Proposal of Sociological Indicators
6.1
Jobs Created by the Plant (n / MW)
Definition: Nj = Number of jobs (direct / indirect) created by a 1 MW power plant for the different steps : manufacture, installation, operation and maintenance Sample values: Wind: • A European study of 1999 assumes that 17 job–years of employment are created for every MW of wind energy capacity manufactured, and a further 5 job – years for the installation of every MW, bringing the total to 22 job – years; • WindPower Denmark : 50,000 jobs created in the wind industry by the end of 2001 throughout the world; • The latest update of Wind Force 12 (EWEA, 2003a) suggests that the feasible number of jobs created in the wind industry worldwide by 2020 will be 1.8 million; • In Canada, 10,000MW in 2010 would create 80,000 to 160,000 jobs; • In UK (source DTI), RES should have created between 17,000 and 35,000 jobs in 2020 (8,000 in 2003). Solar / PV: • Estimate by CEA-France 2003 : 20 jobs per produced MW, 30 jobs per consumed MW; • 6,400 jobs in 1997 (70% = Germany + USA + Japan); • SEIA (Solar Energy Industry Association – USA) 3,800 jobs created for every US$ 100 million of PV cell sales; • cf. SEIA & DOE 2001 20,000 employed in the PV industry in the United States. Biomass: • France 4,5 direct jobs created for 1,000 tep (tonnes equivalent petroleum) produced or distributed. • USA EPRI gives an average value of about 20 full-time operating and supervising staff members for a 20 MW biomass power plant.
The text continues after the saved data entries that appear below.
//! Timestamp normalization into the configured civil time zone.

use chrono::{DateTime, Duration, NaiveDate, NaiveDateTime, TimeZone, Utc};
use chrono_tz::Tz;
use thiserror::Error;

#[derive(Debug, Error, PartialEq, Eq)]
pub enum TimeError {
    #[error("unparsable timestamp {raw:?}")]
    Unparsable { raw: String },
    #[error("unknown time zone {0:?}")]
    UnknownZone(String),
    #[error("horizon of -{lookback_days}/+{lookahead_days} days is out of range")]
    HorizonOutOfRange {
        lookback_days: u32,
        lookahead_days: u32,
    },
}

const NAIVE_FORMATS: [&str; 5] = [
    "%Y-%m-%dT%H:%M:%S%.f",
    "%Y-%m-%dT%H:%M:%S",
    "%Y-%m-%dT%H:%M",
    "%Y-%m-%d %H:%M:%S%.f",
    "%Y-%m-%d %H:%M:%S",
];

#[derive(Debug, Clone, Copy, PartialEq, Eq)]
pub struct TimeNormalizer {
    zone: Tz,
}

impl TimeNormalizer {
    pub fn new(zone: Tz) -> Self {
        Self { zone }
    }

    pub fn from_name(name: &str) -> Result<Self, TimeError> {
        name.trim()
            .parse::<Tz>()
            .map(Self::new)
            .map_err(|_| TimeError::UnknownZone(name.to_string()))
    }

    pub fn zone(&self) -> Tz {
        self.zone
    }

    pub fn now(&self) -> DateTime<Tz> {
        self.localize(Utc::now())
    }

    pub fn localize(&self, instant: DateTime<Utc>) -> DateTime<Tz> {
        instant.with_timezone(&self.zone)
    }

    /// Parse a source timestamp.
    ///
    /// Absent or blank input yields `Ok(None)`. Input without an offset is taken
    /// as UTC. Anything else that fails to parse is an error.
    pub fn parse(&self, raw: Option<&str>) -> Result<Option<DateTime<Tz>>, TimeError> {
        let Some(raw) = raw.map(str::trim).filter(|s| !s.is_empty()) else {
            return Ok(None);
        };

        if let Ok(dt) = DateTime::parse_from_rfc3339(raw) {
            return Ok(Some(dt.with_timezone(&self.zone)));
        }
        if let Ok(dt) = DateTime::parse_from_str(raw, "%Y-%m-%dT%H:%M:%S%z") {
            return Ok(Some(dt.with_timezone(&self.zone)));
        }
        for format in NAIVE_FORMATS {
            if let Ok(naive) = NaiveDateTime::parse_from_str(raw, format) {
                return Ok(Some(self.from_utc_naive(naive)));
            }
        }
        if let Ok(date) = NaiveDate::parse_from_str(raw, "%Y-%m-%d") {
            if let Some(naive) = date.and_hms_opt(0, 0, 0) {
                return Ok(Some(self.from_utc_naive(naive)));
            }
        }

        Err(TimeError::Unparsable {
            raw: raw.to_string(),
        })
    }

    fn from_utc_naive(&self, naive: NaiveDateTime) -> DateTime<Tz> {
        Utc.from_utc_datetime(&naive).with_timezone(&self.zone)
    }
}

/// 12-hour clock without a leading zero, e.g. `9:05 PM`.
pub fn time_of_day(dt: &DateTime<Tz>) -> String {
    dt.format("%-I:%M %p").to_string()
}

/// Inclusive window of due instants a full scan considers.
#[derive(Debug, Clone, Copy, PartialEq, Eq)]
pub struct Horizon {
    pub start: DateTime<Tz>,
    pub end: DateTime<Tz>,
}

impl Horizon {
    pub fn around(
        now: DateTime<Tz>,
        lookback_days: u32,
        lookahead_days: u32,
    ) -> Result<Self, TimeError> {
        let out_of_range = || TimeError::HorizonOutOfRange {
            lookback_days,
            lookahead_days,
        };
        let start = Duration::try_days(i64::from(lookback_days))
            .and_then(|back| now.checked_sub_signed(back))
            .ok_or_else(out_of_range)?;
        let end = Duration::try_days(i64::from(lookahead_days))
            .and_then(|ahead| now.checked_add_signed(ahead))
            .ok_or_else(out_of_range)?;
        Ok(Self { start, end })
    }

    pub fn contains(&self, instant: &DateTime<Tz>) -> bool {
        *instant >= self.start && *instant <= self.end
    }
}
use std::sync::Arc;

use cns_adapters::{DestinationApi, DestinationError};
use cns_core::{ColumnType, RecordField, SchemaDescriptor};
use serde::Serialize;
use tokio::sync::Mutex;
use tracing::{info, warn};

/// What `ensure_schema` did to the destination.
#[derive(Debug, Clone, Default, Serialize)]
pub struct SchemaReport {
    pub created: Vec<String>,
    pub failed: Vec<String>,
    /// `(column, actual type)` for columns kept in a type other than the preferred one.
    pub adapted: Vec<(String, String)>,
}

/// Owns the cached destination schema for one run.
///
/// The cache sits behind an async lock, so concurrent callers see either the
/// loaded descriptor or wait for the single load/creation pass to finish.
pub struct SchemaReconciler {
    destination: Arc<dyn DestinationApi>,
    cache: Mutex<Option<SchemaDescriptor>>,
}

impl SchemaReconciler {
    pub fn new(destination: Arc<dyn DestinationApi>) -> Self {
        Self {
            destination,
            cache: Mutex::new(None),
        }
    }

    pub async fn invalidate(&self) {
        self.cache.lock().await.take();
    }

    /// Create every missing engine column; keep existing ones as they are.
    pub async fn ensure_schema(
        &self,
    ) -> Result<(SchemaDescriptor, SchemaReport), DestinationError> {
        let mut cache = self.cache.lock().await;
        let mut schema = match cache.take() {
            Some(schema) => schema,
            None => self.destination.retrieve_schema().await?,
        };
        let mut report = SchemaReport::default();

        for field in RecordField::ALL {
            let name = field.column_name();
            let spec = field.preferred_spec();
            match schema.column_type(name) {
                None => match self.destination.add_column(name, &spec).await {
                    Ok(()) => {
                        info!(column = name, kind = spec.column_type.as_wire(), "created column");
                        report.created.push(name.to_string());
                        schema = self.destination.retrieve_schema().await?;
                    }
                    Err(err) => {
                        warn!(column = name, error = %err, "failed to create column");
                        report.failed.push(name.to_string());
                    }
                },
                Some(actual) if *actual != spec.column_type => {
                    warn!(
                        column = name,
                        expected = spec.column_type.as_wire(),
                        actual = actual.as_wire(),
                        "column exists with a different type; adapting at runtime"
                    );
                    report
                        .adapted
                        .push((name.to_string(), actual.as_wire().to_string()));
                }
                Some(_) => {}
            }
        }

        *cache = Some(schema.clone());
        Ok((schema, report))
    }
}
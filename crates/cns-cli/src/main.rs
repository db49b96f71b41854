use std::collections::BTreeMap;
use std::sync::atomic::Ordering;
use std::sync::Arc;

use anyhow::{Context, Result};
use clap::{Args, Parser, Subcommand};
use cns_sync::{build_scheduler, RunOptions, SyncConfig, SyncEngine};
use tracing::{error, info, warn};
use tracing_subscriber::{fmt, EnvFilter};

#[derive(Debug, Parser)]
#[command(name = "cns-cli")]
#[command(about = "Mirror Canvas assignments into a Notion database")]
struct Cli {
    #[command(subcommand)]
    command: Option<Commands>,
}

#[derive(Debug, Subcommand)]
enum Commands {
    /// Run one sync pass (the default).
    Sync(SyncArgs),
    /// Create any missing columns and print the destination column map.
    Schema {
        #[arg(long)]
        json: bool,
    },
    /// Print the stored watermark.
    Watermark {
        /// Delete it so the next run skips the delta pass.
        #[arg(long)]
        reset: bool,
    },
    /// Run on SYNC_CRON until interrupted.
    Schedule {
        #[arg(long)]
        skip_delta: bool,
    },
}

#[derive(Debug, Default, Args)]
struct SyncArgs {
    /// Log destination mutations instead of sending them.
    #[arg(long)]
    dry_run: bool,
    #[arg(long)]
    skip_delta: bool,
    /// Print the run summary as JSON.
    #[arg(long)]
    json: bool,
}

fn init_tracing(default_level: &str) {
    let filter = EnvFilter::try_from_env("RUST_LOG")
        .or_else(|_| EnvFilter::try_from_env("LOG_LEVEL"))
        .unwrap_or_else(|_| EnvFilter::new(default_level));

    fmt().with_env_filter(filter).with_target(true).init();
}

fn load_config() -> Result<SyncConfig> {
    SyncConfig::from_env().map_err(|err| {
        error!(error = %err, "invalid configuration");
        anyhow::Error::new(err).context("loading configuration")
    })
}

#[tokio::main]
async fn main() -> Result<()> {
    init_tracing("info");
    let cli = Cli::parse();
    let config = load_config()?;

    match cli.command.unwrap_or_else(|| Commands::Sync(SyncArgs::default())) {
        Commands::Sync(args) => {
            let engine = SyncEngine::from_config(config, args.dry_run)?;
            let abort = engine.abort_handle();
            tokio::spawn(async move {
                if tokio::signal::ctrl_c().await.is_ok() {
                    warn!("interrupt received; stopping after the current course");
                    abort.store(true, Ordering::SeqCst);
                }
            });

            let summary = engine
                .run_once(RunOptions {
                    skip_delta: args.skip_delta,
                })
                .await?;
            if args.json {
                println!("{}", serde_json::to_string_pretty(&summary)?);
            } else {
                println!("{summary}");
            }
        }
        Commands::Schema { json } => {
            let engine = SyncEngine::from_config(config, false)?;
            let (schema, report) = engine.ensure_schema().await?;
            if json {
                let columns: BTreeMap<&str, &str> = schema
                    .columns()
                    .iter()
                    .map(|(name, ty)| (name.as_str(), ty.as_wire()))
                    .collect();
                let out = serde_json::json!({ "columns": columns, "report": report });
                println!("{}", serde_json::to_string_pretty(&out)?);
            } else {
                for (name, ty) in schema.columns() {
                    println!("{name}\t{}", ty.as_wire());
                }
                for name in &report.created {
                    println!("created: {name}");
                }
            }
        }
        Commands::Watermark { reset } => {
            let engine = SyncEngine::from_config(config, false)?;
            let store = engine.watermark_store();
            if reset {
                let removed = store.clear().await?;
                println!(
                    "{} {}",
                    if removed { "removed" } else { "no watermark at" },
                    store.path().display()
                );
            } else {
                match store.load().await.context("reading watermark")? {
                    Some(instant) => println!("{}", instant.to_rfc3339()),
                    None => println!("no watermark at {}", store.path().display()),
                }
            }
        }
        Commands::Schedule { skip_delta } => {
            let cron = config.sync_cron.clone();
            let engine = Arc::new(SyncEngine::from_config(config, false)?);
            let abort = engine.abort_handle();
            let mut sched = build_scheduler(engine, RunOptions { skip_delta }).await?;
            sched.start().await.context("starting scheduler")?;
            info!(cron = %cron, "scheduler started");

            tokio::signal::ctrl_c()
                .await
                .context("waiting for interrupt")?;
            warn!("interrupt received; shutting down scheduler");
            abort.store(true, Ordering::SeqCst);
            sched.shutdown().await.context("stopping scheduler")?;
        }
    }

    Ok(())
}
Altogether (including operation, maintenance, truck drivers, etc …), a total of 1.6 jobs per MW is estimated by EPRI in the USA. Comments: • Note that subsidies in some countries (for wind and PV in particular) can distort the data and make meaningful comparisons impossible. •
A distinction must be made between job-years for manufacturing and installation on the one hand, and jobs for O&M on the other hand (wind and PV in particular), especially when the manufacturer is not in the country of installation.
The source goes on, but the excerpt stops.